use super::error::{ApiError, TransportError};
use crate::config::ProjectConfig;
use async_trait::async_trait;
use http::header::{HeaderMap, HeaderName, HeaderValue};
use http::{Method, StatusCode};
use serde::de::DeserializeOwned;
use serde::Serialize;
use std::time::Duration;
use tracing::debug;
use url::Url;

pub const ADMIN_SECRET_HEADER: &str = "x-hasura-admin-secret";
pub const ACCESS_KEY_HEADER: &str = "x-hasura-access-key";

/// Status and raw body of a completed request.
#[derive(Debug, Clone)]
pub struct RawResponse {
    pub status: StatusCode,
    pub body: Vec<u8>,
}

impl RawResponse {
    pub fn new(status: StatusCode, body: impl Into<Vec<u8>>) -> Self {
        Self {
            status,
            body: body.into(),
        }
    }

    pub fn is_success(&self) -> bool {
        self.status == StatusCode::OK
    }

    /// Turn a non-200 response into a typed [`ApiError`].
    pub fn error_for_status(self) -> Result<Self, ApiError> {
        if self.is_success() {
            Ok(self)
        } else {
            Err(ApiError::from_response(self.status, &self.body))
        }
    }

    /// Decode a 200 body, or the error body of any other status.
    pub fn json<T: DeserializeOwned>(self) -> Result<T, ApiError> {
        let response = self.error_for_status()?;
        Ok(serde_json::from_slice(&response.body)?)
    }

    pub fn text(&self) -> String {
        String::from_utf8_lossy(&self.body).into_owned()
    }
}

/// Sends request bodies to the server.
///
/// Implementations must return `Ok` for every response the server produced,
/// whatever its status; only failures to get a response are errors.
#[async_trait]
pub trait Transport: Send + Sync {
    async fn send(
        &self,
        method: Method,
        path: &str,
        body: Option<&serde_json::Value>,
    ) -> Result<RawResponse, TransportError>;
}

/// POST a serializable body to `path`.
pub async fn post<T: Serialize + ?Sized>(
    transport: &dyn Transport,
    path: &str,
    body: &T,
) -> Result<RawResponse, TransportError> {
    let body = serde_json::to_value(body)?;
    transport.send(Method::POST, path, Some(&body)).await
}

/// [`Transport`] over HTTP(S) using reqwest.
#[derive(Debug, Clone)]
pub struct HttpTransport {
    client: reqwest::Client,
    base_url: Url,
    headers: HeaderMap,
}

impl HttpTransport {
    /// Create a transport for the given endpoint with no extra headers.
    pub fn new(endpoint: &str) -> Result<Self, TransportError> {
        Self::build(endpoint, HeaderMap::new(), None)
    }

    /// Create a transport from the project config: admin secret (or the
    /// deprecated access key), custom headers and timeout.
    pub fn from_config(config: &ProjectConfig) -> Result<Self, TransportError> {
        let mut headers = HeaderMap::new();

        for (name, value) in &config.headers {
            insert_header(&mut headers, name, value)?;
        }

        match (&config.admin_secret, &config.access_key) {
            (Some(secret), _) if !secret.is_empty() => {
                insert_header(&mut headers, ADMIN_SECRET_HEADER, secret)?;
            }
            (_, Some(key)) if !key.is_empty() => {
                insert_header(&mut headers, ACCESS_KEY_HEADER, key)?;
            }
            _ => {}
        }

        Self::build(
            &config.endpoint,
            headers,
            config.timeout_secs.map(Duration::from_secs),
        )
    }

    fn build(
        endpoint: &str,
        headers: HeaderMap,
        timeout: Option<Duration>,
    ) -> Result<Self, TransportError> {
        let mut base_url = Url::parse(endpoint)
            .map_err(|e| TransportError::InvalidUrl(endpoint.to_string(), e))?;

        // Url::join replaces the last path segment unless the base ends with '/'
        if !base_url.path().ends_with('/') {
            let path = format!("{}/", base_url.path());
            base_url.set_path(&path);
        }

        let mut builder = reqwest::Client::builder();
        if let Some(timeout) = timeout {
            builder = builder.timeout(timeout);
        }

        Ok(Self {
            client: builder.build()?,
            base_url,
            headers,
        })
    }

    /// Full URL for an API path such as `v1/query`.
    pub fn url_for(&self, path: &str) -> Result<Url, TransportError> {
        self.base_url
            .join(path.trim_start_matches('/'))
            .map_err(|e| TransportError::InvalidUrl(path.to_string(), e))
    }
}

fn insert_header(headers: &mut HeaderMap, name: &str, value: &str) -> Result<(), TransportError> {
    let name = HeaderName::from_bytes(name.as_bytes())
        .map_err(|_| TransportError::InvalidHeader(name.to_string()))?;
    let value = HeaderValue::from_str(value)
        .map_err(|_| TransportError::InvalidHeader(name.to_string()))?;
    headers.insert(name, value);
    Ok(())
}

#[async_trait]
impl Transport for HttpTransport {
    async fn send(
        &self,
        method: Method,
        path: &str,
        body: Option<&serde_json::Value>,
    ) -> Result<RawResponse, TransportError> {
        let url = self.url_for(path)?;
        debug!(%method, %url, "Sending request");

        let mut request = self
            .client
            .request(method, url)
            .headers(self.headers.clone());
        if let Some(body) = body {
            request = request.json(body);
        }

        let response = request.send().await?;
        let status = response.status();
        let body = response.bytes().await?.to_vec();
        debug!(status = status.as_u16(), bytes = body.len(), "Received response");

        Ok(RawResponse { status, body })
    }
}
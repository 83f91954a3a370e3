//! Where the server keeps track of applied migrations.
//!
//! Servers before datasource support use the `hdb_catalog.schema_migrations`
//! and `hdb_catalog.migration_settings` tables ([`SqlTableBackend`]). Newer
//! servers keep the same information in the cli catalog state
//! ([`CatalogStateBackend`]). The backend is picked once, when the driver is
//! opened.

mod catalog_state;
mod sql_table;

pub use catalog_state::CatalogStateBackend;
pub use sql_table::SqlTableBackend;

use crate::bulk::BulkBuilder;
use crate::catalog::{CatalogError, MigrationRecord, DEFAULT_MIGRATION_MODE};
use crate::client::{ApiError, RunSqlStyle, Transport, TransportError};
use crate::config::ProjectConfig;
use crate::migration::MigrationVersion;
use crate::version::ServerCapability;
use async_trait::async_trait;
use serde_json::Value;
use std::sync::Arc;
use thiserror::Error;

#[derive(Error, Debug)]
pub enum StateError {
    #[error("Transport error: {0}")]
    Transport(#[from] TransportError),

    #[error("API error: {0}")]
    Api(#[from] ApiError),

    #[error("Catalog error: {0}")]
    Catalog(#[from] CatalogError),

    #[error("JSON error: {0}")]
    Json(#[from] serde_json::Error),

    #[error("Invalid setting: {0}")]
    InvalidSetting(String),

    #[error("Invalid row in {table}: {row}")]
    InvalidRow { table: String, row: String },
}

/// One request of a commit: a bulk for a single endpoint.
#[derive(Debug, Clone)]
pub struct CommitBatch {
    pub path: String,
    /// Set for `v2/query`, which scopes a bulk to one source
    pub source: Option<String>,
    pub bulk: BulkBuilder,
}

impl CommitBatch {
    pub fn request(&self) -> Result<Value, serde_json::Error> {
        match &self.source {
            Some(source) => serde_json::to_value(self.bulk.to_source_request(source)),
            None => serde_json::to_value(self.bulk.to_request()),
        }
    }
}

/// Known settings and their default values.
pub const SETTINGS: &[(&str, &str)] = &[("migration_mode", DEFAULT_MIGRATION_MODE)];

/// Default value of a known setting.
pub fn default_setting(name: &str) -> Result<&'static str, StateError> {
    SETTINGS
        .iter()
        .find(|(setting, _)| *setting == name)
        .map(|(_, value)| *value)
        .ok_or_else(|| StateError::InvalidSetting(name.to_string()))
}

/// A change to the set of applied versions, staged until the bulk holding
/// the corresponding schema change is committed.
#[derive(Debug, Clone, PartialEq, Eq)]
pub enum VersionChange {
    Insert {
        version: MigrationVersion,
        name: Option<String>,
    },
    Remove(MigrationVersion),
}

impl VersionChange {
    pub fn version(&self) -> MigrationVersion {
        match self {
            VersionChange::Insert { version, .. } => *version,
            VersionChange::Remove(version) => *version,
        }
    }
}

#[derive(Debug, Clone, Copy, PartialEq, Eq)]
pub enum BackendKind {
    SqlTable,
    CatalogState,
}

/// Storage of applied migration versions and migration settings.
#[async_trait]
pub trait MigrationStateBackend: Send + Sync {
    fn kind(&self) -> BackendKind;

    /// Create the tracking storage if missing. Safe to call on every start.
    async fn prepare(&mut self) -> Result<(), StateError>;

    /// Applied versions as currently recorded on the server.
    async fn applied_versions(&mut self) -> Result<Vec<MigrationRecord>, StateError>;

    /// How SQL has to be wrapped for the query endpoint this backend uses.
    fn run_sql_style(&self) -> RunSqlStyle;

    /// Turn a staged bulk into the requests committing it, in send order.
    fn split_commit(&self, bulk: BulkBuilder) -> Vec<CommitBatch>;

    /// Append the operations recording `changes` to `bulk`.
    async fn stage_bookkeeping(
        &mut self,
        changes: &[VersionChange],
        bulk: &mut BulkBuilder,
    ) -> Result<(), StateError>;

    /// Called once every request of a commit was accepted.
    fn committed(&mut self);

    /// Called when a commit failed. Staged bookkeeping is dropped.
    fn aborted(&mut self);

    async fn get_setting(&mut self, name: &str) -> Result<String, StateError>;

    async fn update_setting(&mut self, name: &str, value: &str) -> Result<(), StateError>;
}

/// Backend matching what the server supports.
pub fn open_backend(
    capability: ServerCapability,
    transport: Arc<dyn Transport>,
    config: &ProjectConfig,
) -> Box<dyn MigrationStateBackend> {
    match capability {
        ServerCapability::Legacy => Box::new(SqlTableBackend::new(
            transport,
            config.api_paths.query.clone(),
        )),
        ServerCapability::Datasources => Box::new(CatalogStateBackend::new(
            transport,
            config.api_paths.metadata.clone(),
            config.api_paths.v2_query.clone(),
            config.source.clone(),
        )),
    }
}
...
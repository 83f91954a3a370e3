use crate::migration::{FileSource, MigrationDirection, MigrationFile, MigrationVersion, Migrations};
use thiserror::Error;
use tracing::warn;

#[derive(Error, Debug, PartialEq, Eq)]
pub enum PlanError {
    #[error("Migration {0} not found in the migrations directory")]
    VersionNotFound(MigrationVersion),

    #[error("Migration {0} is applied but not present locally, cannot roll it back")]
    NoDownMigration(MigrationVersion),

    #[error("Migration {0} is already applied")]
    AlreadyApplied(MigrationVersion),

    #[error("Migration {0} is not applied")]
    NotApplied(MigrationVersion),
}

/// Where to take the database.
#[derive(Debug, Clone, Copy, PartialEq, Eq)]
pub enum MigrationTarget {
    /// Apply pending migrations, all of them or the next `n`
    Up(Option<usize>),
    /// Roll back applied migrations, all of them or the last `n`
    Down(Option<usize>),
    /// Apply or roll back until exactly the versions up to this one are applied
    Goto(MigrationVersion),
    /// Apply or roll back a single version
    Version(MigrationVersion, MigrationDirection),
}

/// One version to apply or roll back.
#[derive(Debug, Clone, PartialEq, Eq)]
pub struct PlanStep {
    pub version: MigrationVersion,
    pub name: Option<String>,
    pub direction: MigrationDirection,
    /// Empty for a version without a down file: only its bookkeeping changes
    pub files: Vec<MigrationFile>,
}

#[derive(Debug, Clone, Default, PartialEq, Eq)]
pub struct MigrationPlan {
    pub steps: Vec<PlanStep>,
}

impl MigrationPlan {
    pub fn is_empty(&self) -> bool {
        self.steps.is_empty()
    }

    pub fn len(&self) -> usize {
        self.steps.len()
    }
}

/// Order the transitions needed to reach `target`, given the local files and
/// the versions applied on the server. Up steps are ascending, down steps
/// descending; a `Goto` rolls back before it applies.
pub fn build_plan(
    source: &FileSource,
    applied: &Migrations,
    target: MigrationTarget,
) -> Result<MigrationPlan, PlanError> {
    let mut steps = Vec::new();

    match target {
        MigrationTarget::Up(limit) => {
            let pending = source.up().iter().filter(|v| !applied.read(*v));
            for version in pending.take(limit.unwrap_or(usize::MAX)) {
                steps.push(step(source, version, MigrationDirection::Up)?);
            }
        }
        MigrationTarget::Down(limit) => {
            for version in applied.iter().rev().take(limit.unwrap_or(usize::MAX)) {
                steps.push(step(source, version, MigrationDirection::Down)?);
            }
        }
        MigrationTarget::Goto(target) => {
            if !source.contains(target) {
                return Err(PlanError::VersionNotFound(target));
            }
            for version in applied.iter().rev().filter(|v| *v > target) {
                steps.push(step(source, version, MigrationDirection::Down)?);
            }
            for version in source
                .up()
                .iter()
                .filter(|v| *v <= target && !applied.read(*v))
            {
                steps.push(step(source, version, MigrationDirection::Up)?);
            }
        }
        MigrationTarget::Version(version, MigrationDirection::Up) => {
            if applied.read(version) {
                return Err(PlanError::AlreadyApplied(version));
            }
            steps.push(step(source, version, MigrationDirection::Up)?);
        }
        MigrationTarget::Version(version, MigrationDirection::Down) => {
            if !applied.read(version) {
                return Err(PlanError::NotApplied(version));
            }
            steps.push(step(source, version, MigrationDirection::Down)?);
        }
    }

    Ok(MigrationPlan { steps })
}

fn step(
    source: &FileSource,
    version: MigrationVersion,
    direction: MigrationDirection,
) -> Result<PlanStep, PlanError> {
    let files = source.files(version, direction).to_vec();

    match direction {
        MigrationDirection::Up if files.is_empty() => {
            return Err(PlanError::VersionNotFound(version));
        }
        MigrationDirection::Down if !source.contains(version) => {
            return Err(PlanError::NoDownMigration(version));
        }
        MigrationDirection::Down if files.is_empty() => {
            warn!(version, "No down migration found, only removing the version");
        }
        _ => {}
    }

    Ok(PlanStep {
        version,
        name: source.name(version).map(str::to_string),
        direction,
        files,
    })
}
* * *
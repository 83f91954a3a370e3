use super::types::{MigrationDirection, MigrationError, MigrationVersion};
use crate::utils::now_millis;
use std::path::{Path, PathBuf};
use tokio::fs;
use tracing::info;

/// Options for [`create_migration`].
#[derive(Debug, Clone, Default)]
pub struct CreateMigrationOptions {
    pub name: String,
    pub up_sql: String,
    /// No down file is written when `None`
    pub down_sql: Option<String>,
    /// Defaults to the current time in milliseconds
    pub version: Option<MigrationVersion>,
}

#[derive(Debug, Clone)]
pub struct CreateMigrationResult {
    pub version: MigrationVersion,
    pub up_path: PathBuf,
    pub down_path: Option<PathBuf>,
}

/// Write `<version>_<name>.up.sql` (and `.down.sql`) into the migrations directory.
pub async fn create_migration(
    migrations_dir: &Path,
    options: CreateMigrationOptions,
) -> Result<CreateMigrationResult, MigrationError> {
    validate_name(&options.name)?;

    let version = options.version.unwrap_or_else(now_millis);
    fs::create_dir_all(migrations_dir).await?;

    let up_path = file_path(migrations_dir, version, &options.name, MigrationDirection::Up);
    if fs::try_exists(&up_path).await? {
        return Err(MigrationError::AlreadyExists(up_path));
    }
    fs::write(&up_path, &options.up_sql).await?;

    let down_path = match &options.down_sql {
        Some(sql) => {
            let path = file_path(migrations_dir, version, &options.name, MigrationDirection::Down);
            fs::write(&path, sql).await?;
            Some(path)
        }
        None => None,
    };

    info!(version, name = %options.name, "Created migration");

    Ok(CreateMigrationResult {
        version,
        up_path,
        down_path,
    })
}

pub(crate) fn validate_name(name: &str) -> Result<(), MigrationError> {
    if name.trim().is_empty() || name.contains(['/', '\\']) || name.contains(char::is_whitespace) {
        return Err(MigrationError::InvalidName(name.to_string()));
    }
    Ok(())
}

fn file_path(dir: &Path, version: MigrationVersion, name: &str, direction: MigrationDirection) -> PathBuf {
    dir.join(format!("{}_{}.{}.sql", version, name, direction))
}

PROBLEM TO WORK ON – In the entries above, the lines between the one holding "HTTP(S) using reqwest." and the one holding "(Some(secret), _) if", inclusive, are to be printed exactly as written, and those alone.

EXERCISE SOLUTION –
/// [`Transport`] over HTTP(S) using reqwest.
#[derive(Debug, Clone)]
pub struct HttpTransport {
    client: reqwest::Client,
    base_url: Url,
    headers: HeaderMap,
}

impl HttpTransport {
    /// Create a transport for the given endpoint with no extra headers.
    pub fn new(endpoint: &str) -> Result<Self, TransportError> {
        Self::build(endpoint, HeaderMap::new(), None)
    }

    /// Create a transport from the project config: admin secret (or the
    /// deprecated access key), custom headers and timeout.
    pub fn from_config(config: &ProjectConfig) -> Result<Self, TransportError> {
        let mut headers = HeaderMap::new();

        for (name, value) in &config.headers {
            insert_header(&mut headers, name, value)?;
        }

        match (&config.admin_secret, &config.access_key) {
            (Some(secret), _) if !secret.is_empty() => {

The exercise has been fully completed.